Written by A.C. Grayling on 10 October 2016.
Thinking to More Purpose: The Brexit Debacle
To combat the kind of thinking that seems to be prevalent among some – and perhaps too many – members of Parliament, to the effect that the outcome of the EU referendum is actually or virtually ‘binding’ and mandates the UK government to take the UK out of the EU, it is important to contest the use of the cant phrases ‘the will of the people,’ ‘the people have spoken,’ ‘the democratic majority,’ and the like.
The reason is the perfectly simple one that the referendum outcome does not mandate the UK government to take the UK out of the EU and does not express ‘the will of the people.’
First, as everyone knows, the referendum was explicitly and expressly advisory. I say ‘as everyone knows’ but it would seem that some MPs do not grasp this, nor, nor – more seriously –the Government itself, which is behaving as if the referendum had been advertised in advance as mandatory if the barest majority of votes cast were for ‘Leave’. The implication of the referendum’s being explicitly and expressly advisory only is that its outcome should be debated by the UK’s sovereign body, Parliament.
Requests to the Prime Minister to say why this is not happening have not been answered, and they emphatically should be, because the constitutional failure in the Government’s acting as if Brexit is a merely automatic consequence of the referendum, without consulting Parliament as the conditions of the 2015 Referendum Act entail they should, is profoundly serious. Parliament as an institution should challenge being side-lined in this way by the administration, which is accountable to it.

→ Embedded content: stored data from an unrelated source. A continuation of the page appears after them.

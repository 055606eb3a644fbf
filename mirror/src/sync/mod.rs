//! Appending captured changes to the raw log.

mod heartbeat;
mod writer;

pub use heartbeat::*;
pub use writer::*;
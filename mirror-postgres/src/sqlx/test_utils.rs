use mirror_config::shared::{IntoConnectOptions, PgConnectionConfig};
use pg_escape::{quote_identifier, quote_literal};
use sqlx::{Connection, Executor, PgConnection, PgPool};

/// Creates the database named in `config` and returns a pool connected to it.
///
/// # Panics
/// Panics if the server is unreachable or the database cannot be created.
pub async fn create_pg_database(config: &PgConnectionConfig) -> PgPool {
    let mut connection = PgConnection::connect_with(&config.without_db())
        .await
        .expect("Failed to connect to Postgres");
    connection
        .execute(&*format!("create database {}", quote_identifier(&config.name)))
        .await
        .expect("Failed to create database");

    PgPool::connect_with(config.with_db())
        .await
        .expect("Failed to connect to the test database")
}

/// Terminates the connections to the database named in `config` and drops it.
///
/// Failures are printed and ignored so that cleanup never fails a test.
pub async fn drop_pg_database(config: &PgConnectionConfig) {
    let mut connection = match PgConnection::connect_with(&config.without_db()).await {
        Ok(connection) => connection,
        Err(err) => {
            eprintln!("warning: failed to connect to Postgres for cleanup: {err}");
            return;
        }
    };

    let terminate = format!(
        "select pg_terminate_backend(pid) from pg_stat_activity where datname = {} and pid <> pg_backend_pid()",
        quote_literal(&config.name)
    );
    if let Err(err) = connection.execute(&*terminate).await {
        eprintln!(
            "warning: failed to terminate connections to database {}: {err}",
            config.name
        );
    }

    let drop = format!("drop database if exists {}", quote_identifier(&config.name));
    if let Err(err) = connection.execute(&*drop).await {
        eprintln!("warning: failed to drop database {}: {err}", config.name);
    }
}
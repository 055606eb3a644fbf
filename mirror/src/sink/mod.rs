//! Append-only delivery of change events to named topics.

mod base;
mod cache;
mod fanout;
pub mod memory;

pub use base::*;
pub use cache::*;
pub use fanout::*;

Secondly, a simple inspection of the figures involved in the EU referendum voting show that use of the phrase ‘the will of the people’ and its cognates in connection with it is about as barefaced a misstatement of the reality as there could be. Those figures are: 51.9% of votes cast in a turnout of 72% represents just over 36% of the electorate, which in turn represent just over 25% of the UK population (together with Gibraltar). This is an absolute minority of the people, not ‘the people.’
And then we recall the following facts: that significant and relevant sections of the population were disenfranchised – 16-17 year olds, and expatriates; that a significant proportion of those who did not vote almost certainly were happy to accept the status quo given that all prognostications were for a Remain vote; and that the toxic nature of much of the Leave campaign’s claims and promises, and the long history of tabloid media attitudes to the EU, were serious distortions which require investigation, but certainly cannot be allowed to stand in any justification of the outcome.
The upshot of these points is simple and straightforward. The EU referendum does not express ‘the will of the people.’ It does not constitute a mandate for the government to take the UK out of the EU. Indeed the fact that the government is acting as if the UK leaving the EU is an established fact, and its acting accordingly, by-passing Parliament altogether, is arguably unconstitutional. And it is a highly material fact that the government’s acting in this way is causing serious damage to the economy, itself an act of gross irresponsibility.
There should be a debate and a free vote in Parliament, in which MPs should be held to their stated pre-referendum views on the importance to the UK of continued EU membership. That is the obvious and urgent step now required. So the question has to be asked again: why is Theresa May and the government refusing to do this? What constitutional crisis might they be precipitating by not doing it? How can Parliament see its sovereign authority dismissed and bypassed in this way, and what are we as voters and citizens – of the UK and the EU – to say when we hold every one of Parliament’s members to account for the debacle which is unfolding before us at this moment?